Kisah Toro Harus Rajin Cuci Darah, Sakit Gunjal Gegara Minum 15 Gelas Kopi Sehari Demi Kuat Kerja

Inilah kisah Toro, mekanik bengkel yang harus rutin cuci darah karena kebiasaan minum 15 gelas kopi sehari.

Editor: Faisal Zamzami
KOMPAS.COM/DANI JULIUS
Wiji Untara (45), dipanggil Toro, tukang bengkel yang tenggelam pada kesibukan memperbaiki motor pelanggan di rumah sendiri pada Padukuhan Kepek, Kalurahan Pengasih, Kapanewon Pengasih, Kabupaten Kulon Progo, Daerah Istimewa Yogyakarta. 

SERAMBINEWS.COM - Kebanyakan minum kopi ternyata tidak bak untuk kesehatan bahkan bisa menimbulkan penyakit.

Bahkan kelebihan minum kopi bisa merusak ginjal hingga harus cuci darah.

Inilah kisah Toro, mekanik bengkel yang harus rutin cuci darah karena kebiasaan minum 15 gelas kopi sehari.

Toro kini merubah pola hidup meski tetap bekerja di bengkel.

Toro membagikan cerita awal mula ia divonis memiliki kista di ginjal.

Toro bekerja di bengkel motor yang berada di Padukuhan Kepek, Kalurahan Pengasih, Kapanewon Pengasih, Kabupaten Kulon Progo, Daerah Istimewa Yogyakarta.

Saat ditemui, Toro sedang berkutat mengurus Honda Suprafit hitam keluaran pertama.

Ia membuka bak mesin sebelah kanan, tempat kick starter berada.

"Saya buka setengah mesin ini untuk memasang per engkol.

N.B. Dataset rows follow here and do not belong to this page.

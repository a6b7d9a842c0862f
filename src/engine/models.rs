use std::path::Path;

use crate::config::AppConfig;
use crate::domain::{AttemptPlan, Browser, DownloadRequest, PostStep, ProgressEvent};

/// File name template, relative to the output directory.
pub const OUTPUT_TEMPLATE: &str = "%(title).200B [%(id)s].%(ext)s";

/// Marker that prefixes machine-readable progress lines on stdout.
pub const PROGRESS_MARKER: &str = "[progress]";

const PROGRESS_TEMPLATE: &str = "download:[progress]%(progress.status)s|%(progress.downloaded_bytes)s|%(progress.total_bytes)s|%(progress.total_bytes_estimate)s|%(progress._speed_str)s|%(progress._eta_str)s";

/// Options record for one engine session.
#[derive(Debug, Clone, PartialEq, Eq)]
pub struct EngineOptions {
    pub format: String,
    pub output_template: String,
    pub allow_playlist: bool,
    pub retries: u32,
    pub fragment_retries: u32,
    pub concurrent_fragments: u32,
    pub cookie_browser: Option<Browser>,
    pub post_steps: Vec<PostStep>,
}

impl EngineOptions {
    pub fn from_plan(config: &AppConfig, request: &DownloadRequest, plan: &AttemptPlan) -> Self {
        Self {
            format: plan.format_expression.clone(),
            output_template: output_template(request.output_directory()),
            allow_playlist: request.allow_playlist(),
            retries: config.retries,
            fragment_retries: config.fragment_retries,
            concurrent_fragments: config.concurrent_fragments,
            cookie_browser: plan.cookie_browser,
            post_steps: plan.post_steps.clone(),
        }
    }

    /// Renders the options as yt-dlp command-line flags (URL not included).
    pub fn to_args(&self) -> Vec<String> {
        let mut args = vec![
            "-f".to_string(),
            self.format.clone(),
            "-o".to_string(),
            self.output_template.clone(),
        ];

        args.push(if self.allow_playlist {
            "--yes-playlist".to_string()
        } else {
            "--no-playlist".to_string()
        });

        args.extend([
            "--retries".to_string(),
            self.retries.to_string(),
            "--fragment-retries".to_string(),
            self.fragment_retries.to_string(),
            "--concurrent-fragments".to_string(),
            self.concurrent_fragments.to_string(),
        ]);

        if let Some(browser) = self.cookie_browser {
            args.push("--cookies-from-browser".to_string());
            args.push(browser.as_str().to_string());
        }

        for step in &self.post_steps {
            match step {
                PostStep::MergeInto { container } => {
                    args.push("--merge-output-format".to_string());
                    args.push(container.to_string());
                }
                PostStep::ExtractAudio { codec } => {
                    args.push("-x".to_string());
                    args.push("--audio-format".to_string());
                    args.push(codec.to_string());
                }
            }
        }

        args.extend([
            "--newline".to_string(),
            "--no-colors".to_string(),
            "--progress-template".to_string(),
            PROGRESS_TEMPLATE.to_string(),
        ]);

        args
    }
}

pub fn output_template(output_directory: &Path) -> String {
    output_directory
        .join(OUTPUT_TEMPLATE)
        .to_string_lossy()
        .into_owned()
}

/// One progress record as printed through the progress template.
#[derive(Debug, Clone, PartialEq)]
pub struct RawProgress {
    pub status: String,
    pub downloaded_bytes: Option<f64>,
    pub total_bytes: Option<f64>,
    pub total_bytes_estimate: Option<f64>,
    pub speed: String,
    pub eta: String,
}

impl RawProgress {
    /// Parses a `[progress]status|downloaded|total|estimate|speed|eta` line.
    pub fn parse(line: &str) -> Option<Self> {
        let body = line.trim().strip_prefix(PROGRESS_MARKER)?;
        let mut fields = body.split('|');

        let status = fields.next()?.trim().to_string();
        let downloaded_bytes = number(fields.next()?);
        let total_bytes = number(fields.next()?);
        let total_bytes_estimate = number(fields.next()?);
        let speed = label(fields.next().unwrap_or_default());
        let eta = label(fields.next().unwrap_or_default());

        Some(Self {
            status,
            downloaded_bytes,
            total_bytes,
            total_bytes_estimate,
            speed,
            eta,
        })
    }

    pub fn into_event(self) -> Option<ProgressEvent> {
        match self.status.as_str() {
            "downloading" => {
                let total = self
                    .total_bytes
                    .filter(|t| *t > 0.0)
                    .or(self.total_bytes_estimate.filter(|t| *t > 0.0));
                let downloaded = self.downloaded_bytes.unwrap_or(0.0);
                let percent = match total {
                    Some(total) => (downloaded * 100.0 / total).clamp(0.0, 100.0) as u8,
                    None => 0,
                };

                Some(ProgressEvent::Downloading {
                    percent,
                    speed: self.speed,
                    eta: self.eta,
                })
            }
            "finished" => Some(ProgressEvent::PostProcessing),
            _ => None,
        }
    }
}

fn number(field: &str) -> Option<f64> {
    field.trim().parse::<f64>().ok().filter(|n| n.is_finite())
}

/// yt-dlp prints `NA` for missing template fields.
fn label(field: &str) -> String {
    let field = field.trim();
    if field == "NA" || field == "None" {
        String::new()
    } else {
        field.to_string()
    }
}

#[cfg(test)]
mod tests {
    use super::*;
    use crate::domain::Quality;

    fn request(audio_only: bool, allow_playlist: bool) -> DownloadRequest {
        DownloadRequest::new(
            ["https://youtu.be/dQw4w9WgXcQ"],
            "/srv/videos",
            Quality::P480,
            audio_only,
            allow_playlist,
            true,
        )
        .unwrap()
    }

    #[test]
    fn test_video_args() {
        let request = request(false, false);
        let plan = AttemptPlan::build(&request, Some(Browser::Edge));
        let args = EngineOptions::from_plan(&AppConfig::default(), &request, &plan).to_args();

        let joined = args.join(" ");
        assert!(joined.starts_with(
            "-f bv*[height<=480][ext=mp4]+ba[ext=m4a]/bv*[height<=480]+ba/b -o "
        ));
        assert!(joined.contains("--no-playlist"));
        assert!(joined.contains("--retries 15 --fragment-retries 15 --concurrent-fragments 1"));
        assert!(joined.contains("--cookies-from-browser edge"));
        assert!(joined.contains("--merge-output-format mp4"));
        assert!(!args.contains(&"-x".to_string()));
        assert!(args.contains(&"--newline".to_string()));
    }

    #[test]
    fn test_audio_args_without_cookies() {
        let request = request(true, true);
        let plan = AttemptPlan::build(&request, None);
        let args = EngineOptions::from_plan(&AppConfig::default(), &request, &plan).to_args();

        let joined = args.join(" ");
        assert!(joined.contains("-f ba/b"));
        assert!(joined.contains("--yes-playlist"));
        assert!(joined.contains("-x --audio-format mp3"));
        assert!(!joined.contains("--cookies-from-browser"));
        assert!(!joined.contains("--merge-output-format"));
    }

    #[test]
    fn test_output_template_keeps_naming_scheme() {
        let template = output_template(Path::new("/srv/videos"));
        assert!(template.starts_with("/srv/videos"));
        assert!(template.ends_with("%(title).200B [%(id)s].%(ext)s"));
    }

    #[test]
    fn test_parse_downloading_line() {
        let raw = RawProgress::parse("[progress]downloading|5242880|10485760|NA|  2.50MiB/s|00:02")
            .unwrap();
        assert_eq!(raw.total_bytes_estimate, None);
        assert_eq!(
            raw.into_event(),
            Some(ProgressEvent::Downloading {
                percent: 50,
                speed: "2.50MiB/s".to_string(),
                eta: "00:02".to_string(),
            })
        );
    }

    #[test]
    fn test_estimate_used_when_total_missing() {
        let raw = RawProgress::parse("[progress]downloading|300|NA|1200.5|NA|NA").unwrap();
        assert_eq!(
            raw.into_event(),
            Some(ProgressEvent::Downloading {
                percent: 24,
                speed: String::new(),
                eta: String::new(),
            })
        );

        let unknown = RawProgress::parse("[progress]downloading|300|NA|NA|NA|NA").unwrap();
        assert!(matches!(
            unknown.into_event(),
            Some(ProgressEvent::Downloading { percent: 0, .. })
        ));
    }

    #[test]
    fn test_percent_is_clamped() {
        let raw = RawProgress::parse("[progress]downloading|2000|1000|NA|NA|NA").unwrap();
        assert!(matches!(
            raw.into_event(),
            Some(ProgressEvent::Downloading { percent: 100, .. })
        ));
    }

    #[test]
    fn test_finished_means_post_processing() {
        let raw = RawProgress::parse("[progress]finished|10|10|NA|NA|NA").unwrap();
        assert_eq!(raw.into_event(), Some(ProgressEvent::PostProcessing));
    }

    #[test]
    fn test_non_progress_lines() {
        assert_eq!(RawProgress::parse("[youtube] dQw4w9WgXcQ: Downloading webpage"), None);
        assert_eq!(RawProgress::parse("[progress]"), None);
    }
}
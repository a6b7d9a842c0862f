use std::sync::Arc;

use super::bridge::EventSink;
use super::cookies::CookieResolver;
use crate::config::AppConfig;
use crate::domain::{
    AppError, AttemptPlan, Browser, DownloadRequest, ProgressEvent, RunOutcome, RunPhase,
    Severity,
};
use crate::engine::{Engine, EngineError, EngineOptions};

const NO_BROWSER_WARNING: &str =
    "Cookies enabled, but no supported browser profile found. Continuing without cookies.";

/// Drives a download run: prepare, attempt with cookies if available, and fall back
/// to one attempt without cookies.
///
/// A failing URL fails its whole attempt; the fallback re-runs the full batch.
pub struct Orchestrator<E> {
    config: Arc<AppConfig>,
    engine: E,
    cookies: Arc<dyn CookieResolver>,
}

impl<E: Engine> Orchestrator<E> {
    pub fn new(config: Arc<AppConfig>, engine: E, cookies: Arc<dyn CookieResolver>) -> Self {
        Self {
            config,
            engine,
            cookies,
        }
    }

    /// Runs the request to a terminal state. Emits exactly one `Completed` event.
    pub async fn run(&self, request: &DownloadRequest, sink: &dyn EventSink) -> RunOutcome {
        enter(RunPhase::default());
        let outcome = self.drive(request, sink).await;
        debug_assert!(outcome.phase().is_terminal());

        tracing::info!(
            phase = ?outcome.phase(),
            attempts = outcome.attempts,
            reason = %outcome.reason,
            "run reached terminal state"
        );
        sink.emit(ProgressEvent::Completed {
            success: outcome.success,
        });
        outcome
    }

    async fn drive(&self, request: &DownloadRequest, sink: &dyn EventSink) -> RunOutcome {
        enter(RunPhase::Preparing);

        let output_directory = request.output_directory();
        if let Err(e) = tokio::fs::create_dir_all(output_directory).await {
            let reason = AppError::OutputDirectory {
                path: output_directory.to_path_buf(),
                reason: e.to_string(),
            }
            .to_string();
            sink.log(Severity::Error, &reason);
            return RunOutcome::failed(reason, 0);
        }

        let cookie_browser = if request.use_cookies() {
            let resolved = self.cookies.resolve();
            if resolved.is_none() {
                sink.log(
                    Severity::Warning,
                    NO_BROWSER_WARNING,
                );
            }
            resolved
        } else {
            None
        };

        let first = self.attempt(request, cookie_browser, sink).await;
        let Err(first_error) = first else {
            return RunOutcome::succeeded(1);
        };

        if cookie_browser.is_none() {
            return RunOutcome::failed(first_error.to_string(), 1);
        }

        sink.log(Severity::Warning, "Failed with cookies, retrying without cookies…");

        match self.attempt(request, None, sink).await {
            Ok(()) => RunOutcome::succeeded(2),
            Err(e) => RunOutcome::failed(e.to_string(), 2),
        }
    }

    /// One pass over every URL with a fixed cookie policy.
    async fn attempt(
        &self,
        request: &DownloadRequest,
        cookie_browser: Option<Browser>,
        sink: &dyn EventSink,
    ) -> Result<(), EngineError> {
        let plan = AttemptPlan::build(request, cookie_browser);
        enter(if plan.with_cookies() {
            RunPhase::AttemptingWithCookies
        } else {
            RunPhase::AttemptingWithoutCookies
        });

        let result = self.download_all(request, &plan, sink).await;

        if let Err(e) = &result {
            if e.is_download_error() {
                sink.log(Severity::Error, &e.to_string());
            } else {
                sink.log(Severity::Error, &format!("Error: {}", e));
            }
            tracing::warn!(engine = self.engine.name(), error = %e, "attempt failed");
        }
        result
    }

    async fn download_all(
        &self,
        request: &DownloadRequest,
        plan: &AttemptPlan,
        sink: &dyn EventSink,
    ) -> Result<(), EngineError> {
        let options = EngineOptions::from_plan(&self.config, request, plan);
        let mut session = self.engine.open_session(options)?;

        let total = request.urls().len();
        for (index, url) in request.urls().iter().enumerate() {
            sink.emit(ProgressEvent::reset());
            sink.log(Severity::Info, &format!("== [{}/{}] {} ==", index + 1, total, url));
            session.download(url, sink).await?;
        }
        Ok(())
    }
}

fn enter(phase: RunPhase) {
    tracing::debug!(?phase, "run phase");
}
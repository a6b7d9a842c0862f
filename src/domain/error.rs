use std::path::PathBuf;

use thiserror::Error;

#[derive(Debug, Clone, Error)]
pub enum AppError {
    #[error("Please enter a valid YouTube URL")]
    InvalidUrl,

    #[error("No valid YouTube URLs found")]
    NoValidUrls,

    #[error("Please choose an output directory")]
    EmptyOutputDirectory,

    #[error("Could not read batch file {path}: {reason}")]
    BatchFile { path: PathBuf, reason: String },

    #[error("{tool} is not installed.\n\n{hint}")]
    MissingTool { tool: &'static str, hint: String },

    #[error("Could not create output directory {path}: {reason}")]
    OutputDirectory { path: PathBuf, reason: String },
}

impl AppError {
    /// Short title for dialogs.
    pub fn title(&self) -> &'static str {
        match self {
            AppError::InvalidUrl | AppError::NoValidUrls | AppError::EmptyOutputDirectory => {
                "Invalid input"
            }
            AppError::BatchFile { .. } => "Batch file",
            AppError::MissingTool { .. } => "Missing tool",
            AppError::OutputDirectory { .. } => "Output directory",
        }
    }
}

Per ini biasa patah karena memang dimakan usia," kata Wiji Untara (45) alias Toro, tukang bengkel motor, melansir dari Kompas.com.
 
Namun pemilik motor baru memperbaiki sejak electrik starternya menyusul tidak berfungsi.

Pemilik motor juga melakukan servis ringan dan memperbaiki onderdil rusak lainya.

Keahlian membengkel mesin motor didapat Toro sejak bekerja di bengkel umum dan AHASS Honda pada masa lalu.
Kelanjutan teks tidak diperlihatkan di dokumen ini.